What is a stop-loss strategy, and how can it potentially aid an investor? Savvy investors use stop-loss orders as a kind of “insurance” against stock market losses. Simply explained, a stop-loss order is an order you give to a brokerage to sell a stock when the share price falls to a certain level.

A stop-loss strategy may be used to preserve gains and alleviate downside risk. Say you buy 10 shares at $60 a share, and eight months later the price is at $68 a share. You place a stop-loss order with your broker, telling your broker you want to sell if the share price dips to $66. One day, the share price falls to that level, and the stop-loss order becomes a market order authorizing a trade. If the market (or market sector) dives quickly, you may not be able to sell your shares for $66, but you will likely be able to sell them near that price.1

You can also employ trailing stops as part of a stop-loss strategy. This can be useful with a growth stock. As an example, suppose you buy into a company at $20 a share, and two years later, the share price stands at $35 and seems poised to rise further. Is it time for profit-taking, or should you hang on to those shares a bit longer?

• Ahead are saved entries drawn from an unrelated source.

//! # Shiftdesk Engine
//!
//! Schedule lifecycle on top of the slot store.
//!
//! ```text
//! ShiftEngine
//!   ├── slot writes ──────────→ ShiftDb (overlap check + insert, one transaction)
//!   ├── publish ──→ ShiftDb::publish
//!   │                 ├── diff::compute_diff       (display report)
//!   │                 ├── notifier::changed_members (who to tell)
//!   │                 └── conflicts::staffing_warnings
//!   │               └─→ ChangeNotifier → NotificationDispatcher
//!   │                                     ├── LogDispatcher
//!   │                                     └── WebhookDispatcher (HTTP POST)
//!   └── analyze_conflicts ──→ ConflictAnalyzer (overtime, availability, staffing)
//! ```
//!
//! Diffing and conflict analysis are pure functions over already-loaded rows;
//! only the store takes locks.

pub mod conflicts;
pub mod diff;
pub mod dispatch;
pub mod engine;
pub mod notifier;

pub use conflicts::{ConflictAnalyzer, ConflictReport, StaffingWarning};
pub use diff::{DiffItem, DiffSummary, PublishDiff};
pub use dispatch::{LogDispatcher, WebhookDispatcher, create_dispatcher};
pub use engine::{AssignmentRef, PublishOutcome, ShiftEngine};
pub use notifier::{ChangeNotifier, MemberChange, NotifyReport};
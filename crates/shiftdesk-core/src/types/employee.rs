use chrono::{NaiveDate, Weekday};
use serde::{Deserialize, Serialize};
use std::collections::BTreeMap;

/// Tenant boundary. Managed outside the engine.
#[derive(Debug, Clone, PartialEq, Serialize, Deserialize)]
pub struct Organization {
    pub id: String,
    pub name: String,
}

/// A worker record.
#[derive(Debug, Clone, PartialEq, Serialize, Deserialize)]
pub struct Employee {
    pub id: String,
    pub org_id: String,
    /// Linked account used as the notification address.
    #[serde(default)]
    pub user_id: Option<String>,
    pub display_name: String,
    /// Role/position tag, e.g. "cashier".
    #[serde(default)]
    pub role: Option<String>,
    #[serde(default)]
    pub default_weekly_hours: f64,
    #[serde(default)]
    pub availability: AvailabilityTemplate,
    #[serde(default = "bool_true")]
    pub active: bool,
}

fn bool_true() -> bool {
    true
}

/// Lowercase English weekday name used as the availability key.
pub fn weekday_key(day: Weekday) -> &'static str {
    match day {
        Weekday::Mon => "monday",
        Weekday::Tue => "tuesday",
        Weekday::Wed => "wednesday",
        Weekday::Thu => "thursday",
        Weekday::Fri => "friday",
        Weekday::Sat => "saturday",
        Weekday::Sun => "sunday",
    }
}

/// Weekday name → hour labels ("09:00", "10:00", ...) the employee can work.
///
/// An empty template means no declared restriction.
#[derive(Debug, Clone, Default, PartialEq, Serialize, Deserialize)]
#[serde(transparent)]
pub struct AvailabilityTemplate(pub BTreeMap<String, Vec<String>>);

impl AvailabilityTemplate {
    pub fn is_unrestricted(&self) -> bool {
        self.0.is_empty()
    }

    /// Labels declared for a weekday. Key match is case-insensitive.
    pub fn labels_for(&self, day: Weekday) -> &[String] {
        let key = weekday_key(day);
        self.0
            .iter()
            .find(|(k, _)| k.eq_ignore_ascii_case(key))
            .map(|(_, v)| v.as_slice())
            .unwrap_or(&[])
    }

    /// Whether `hour` appears among the day's labels ("9:00" and "09:00" both match 9).
    pub fn covers_hour(&self, day: Weekday, hour: u32) -> bool {
        self.labels_for(day)
            .iter()
            .any(|label| label_hour(label) == Some(hour))
    }
}

/// Hour of a whole-hour label. "09:30" names no whole hour and yields `None`.
fn label_hour(label: &str) -> Option<u32> {
    let (hour, minutes) = label.trim().split_once(':')?;
    if minutes != "00" {
        return None;
    }
    hour.parse().ok().filter(|h| *h < 24)
}

#[derive(Debug, Clone, Copy, PartialEq, Eq, Serialize, Deserialize)]
#[serde(rename_all = "snake_case")]
pub enum LeaveKind {
    Vacation,
    Sick,
    Personal,
    Other,
}

impl LeaveKind {
    pub fn as_str(&self) -> &'static str {
        match self {
            LeaveKind::Vacation => "vacation",
            LeaveKind::Sick => "sick",
            LeaveKind::Personal => "personal",
            LeaveKind::Other => "other",
        }
    }

    pub fn parse(s: &str) -> Self {
        match s {
            "vacation" => LeaveKind::Vacation,
            "sick" => LeaveKind::Sick,
            "personal" => LeaveKind::Personal,
            _ => LeaveKind::Other,
        }
    }
}

/// A leave period; both dates inclusive.
#[derive(Debug, Clone, PartialEq, Serialize, Deserialize)]
pub struct LeaveInterval {
    pub employee_id: String,
    pub start_date: NaiveDate,
    pub end_date: NaiveDate,
    pub kind: LeaveKind,
    #[serde(default)]
    pub note: Option<String>,
}

impl LeaveInterval {
    pub fn covers(&self, date: NaiveDate) -> bool {
        self.start_date <= date && date <= self.end_date
    }

    /// Intersects the inclusive range `[from, to]`.
    pub fn overlaps_range(&self, from: NaiveDate, to: NaiveDate) -> bool {
        self.start_date <= to && self.end_date >= from
    }
}

/// Named set of employees; a UI filter, not an engine constraint.
#[derive(Debug, Clone, PartialEq, Serialize, Deserialize)]
pub struct EmployeeGroup {
    pub id: String,
    pub org_id: String,
    pub name: String,
    #[serde(default)]
    pub employee_ids: Vec<String>,
}
#[cfg(test)]
mod tests {
    use super::*;
    use crate::clock::FixedClock;
    use crate::models::{CardElement, Position, Size};
    use crate::print::{Margins, PaperSize, PrintQuality};

    const EPSILON: f64 = 1e-6;

    fn card_400x600() -> Card {
        Card::new("Test card", &FixedClock::at("2024-03-01T12:00:00Z"))
    }

    #[test]
    fn test_worked_example_a4_portrait_four_per_page() {
        // card 400x600, A4 portrait, 20mm margins, 4 per page
        let card = card_400x600();
        let config = PrintConfig::default();
        let composition = compose(&card, &config).unwrap();

        assert_eq!(composition.cols, 2);
        assert_eq!(composition.rows, 2);

        // available 170 x 257 mm, so slots are 85 x 128.5 mm
        let expected_slot_width = 170.0 / 2.0 * MM_TO_PX;
        let expected_slot_height = 257.0 / 2.0 * MM_TO_PX;
        assert!((composition.slot_width_px - expected_slot_width).abs() < EPSILON);
        assert!((composition.slot_height_px - expected_slot_height).abs() < EPSILON);

        // scale = min(slot_w / 400, slot_h / 600, 1) = slot_w / 400
        let expected_scale = expected_slot_width / 400.0;
        assert!((composition.scale - expected_scale).abs() < EPSILON);
        assert!((composition.scale - 0.805).abs() < 0.01);
        assert!(composition.scale > 0.0 && composition.scale <= 1.0);
    }

    #[test]
    fn test_two_copies_four_per_page_fill_two_pages() {
        let card = card_400x600();
        let config = PrintConfig {
            copies: 2,
            ..PrintConfig::default()
        };
        let composition = compose(&card, &config).unwrap();

        assert_eq!(composition.pages.len(), 2);
        assert_eq!(composition.pages[0].slots.len(), 4);
        assert_eq!(composition.pages[1].slots.len(), 4);
    }

    #[test]
    fn test_three_per_page_underfills_the_grid() {
        // 3 per page on a 2x2 grid leaves one grid cell empty, never padded
        let card = card_400x600();
        let config = PrintConfig {
            copies: 1,
            cards_per_page: 3,
            ..PrintConfig::default()
        };
        let composition = compose(&card, &config).unwrap();
        assert_eq!(composition.pages.len(), 1);
        assert_eq!(composition.pages[0].slots.len(), 3);

        // Non-square count still produces a valid grid (2 cols, 2 rows)
        assert_eq!(composition.cols, 2);
        assert_eq!(composition.rows, 2);
        for page in &composition.pages {
            assert!(page.slots.len() <= config.cards_per_page as usize);
        }
    }

    #[test]
    fn test_landscape_swaps_paper_dimensions() {
        let card = card_400x600();
        let config = PrintConfig {
            orientation: Orientation::Landscape,
            ..PrintConfig::default()
        };
        let composition = compose(&card, &config).unwrap();
        assert!((composition.paper_width_mm - 297.0).abs() < EPSILON);
        assert!((composition.paper_height_mm - 210.0).abs() < EPSILON);
    }

    #[test]
    fn test_small_card_is_never_magnified() {
        let mut card = card_400x600();
        card.size = Size::new(50.0, 50.0);
        let composition = compose(&card, &PrintConfig::default()).unwrap();
        assert!((composition.scale - 1.0).abs() < EPSILON);

        let slot = &composition.pages[0].slots[0];
        assert!((slot.card.rect.width - 50.0).abs() < EPSILON);
    }

    #[test]
    fn test_oversized_card_is_shrunk_to_fit() {
        let mut card = card_400x600();
        card.size = Size::new(4000.0, 6000.0);
        let composition = compose(&card, &PrintConfig::default()).unwrap();
        assert!(composition.scale < 1.0);
        assert!(composition.scale > 0.0);

        let slot = &composition.pages[0].slots[0];
        assert!(slot.card.rect.width <= composition.slot_width_px + EPSILON);
        assert!(slot.card.rect.height <= composition.slot_height_px + EPSILON);
    }

    #[test]
    fn test_bleed_reduces_available_area() {
        let card = card_400x600();
        let without = compose(&card, &PrintConfig::default()).unwrap();
        let with = compose(
            &card,
            &PrintConfig {
                include_bleed_area: true,
                ..PrintConfig::default()
            },
        )
        .unwrap();

        assert!(with.slot_width_px < without.slot_width_px);
        assert!(with.slot_height_px < without.slot_height_px);
        // 3mm inset on each edge: 164mm usable width over 2 columns
        assert!((with.slot_width_px - 164.0 / 2.0 * MM_TO_PX).abs() < EPSILON);
    }

    #[test]
    fn test_degenerate_configurations_fail_fast() {
        let card = card_400x600();

        let no_area = PrintConfig {
            margins: Margins::uniform(120.0),
            ..PrintConfig::default()
        };
        assert!(compose(&card, &no_area).is_err());

        let zero_copies = PrintConfig {
            copies: 0,
            ..PrintConfig::default()
        };
        assert!(compose(&card, &zero_copies).is_err());

        let zero_per_page = PrintConfig {
            cards_per_page: 0,
            ..PrintConfig::default()
        };
        assert!(compose(&card, &zero_per_page).is_err());

        // Margins that exactly consume the page are degenerate too
        let exact = PrintConfig {
            paper_size: PaperSize::Custom {
                width: 40.0,
                height: 40.0,
            },
            margins: Margins::uniform(20.0),
            ..PrintConfig::default()
        };
        assert!(compose(&card, &exact).is_err());
    }

    #[test]
    fn test_quality_does_not_affect_geometry() {
        let card = card_400x600();
        let normal = compose(&card, &PrintConfig::default()).unwrap();
        let draft = compose(
            &card,
            &PrintConfig {
                print_quality: PrintQuality::Draft,
                ..PrintConfig::default()
            },
        )
        .unwrap();
        assert_eq!(normal, draft);
    }

    #[test]
    fn test_elements_scale_uniformly_and_keep_paint_order() {
        let clock = FixedClock::at("2024-03-01T12:00:00Z");
        let mut card = card_400x600();

        let mut back = CardElement::with_defaults(ElementType::QrCode, Position::new(100.0, 200.0));
        back.z_index = 0;
        let mut front =
            CardElement::with_defaults(ElementType::NameLabel, Position::new(10.0, 10.0));
        front.z_index = 5;
        let (front_id, back_id) = (front.id.clone(), back.id.clone());
        // Insert front-most first; paint order must still put it last
        card.add_element(front, &clock);
        card.add_element(back, &clock);

        let composition = compose(&card, &PrintConfig::default()).unwrap();
        let scale = composition.scale;
        let elements = &composition.pages[0].slots[0].card.elements;

        assert_eq!(elements[0].element_id, back_id);
        assert_eq!(elements[1].element_id, front_id);

        let qr = &elements[0];
        assert!((qr.rect.x - 100.0 * scale).abs() < EPSILON);
        assert!((qr.rect.y - 200.0 * scale).abs() < EPSILON);
        assert!((qr.rect.width - 100.0 * scale).abs() < EPSILON);

        // Pixel-valued style properties scale by the same factor
        let label = &elements[1];
        let ElementProperties::NameLabel(props) = &label.properties else {
            panic!("wrong variant");
        };
        assert!((props.font_size - 16.0 * scale).abs() < EPSILON);
        assert!((props.padding - 8.0 * scale).abs() < EPSILON);
    }

    #[test]
    fn test_cards_are_centered_in_their_slots() {
        let mut card = card_400x600();
        card.size = Size::new(100.0, 100.0);
        let composition = compose(&card, &PrintConfig::default()).unwrap();

        let slot = &composition.pages[0].slots[0];
        let expected_x = slot.rect.x + (slot.rect.width - 100.0) / 2.0;
        let expected_y = slot.rect.y + (slot.rect.height - 100.0) / 2.0;
        assert!((slot.card.rect.x - expected_x).abs() < EPSILON);
        assert!((slot.card.rect.y - expected_y).abs() < EPSILON);
    }
}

A trailing stop may provide an answer to this dilemma. When you put a trailing stop in place, you authorize your broker to sell the stock when the price dips a certain percentage below the current market value – say, 10% under market price. So if shares move up to $50, then fall to $45, you are able to sell at or near $45, and you profit more than you would had you sold at $35.2

The trailing stop moves up as the share price moves up. Obviously, you do not want to set the trailing stop only a handful of percentage points below the current price, because that could mean activating the stop too soon.

Profit targets are also part of stop-loss strategies. When the price of a stock reaches a certain level – a target price – you sell. In setting a profit target, you know when to get out, and you know your degree of profit as you close the trade.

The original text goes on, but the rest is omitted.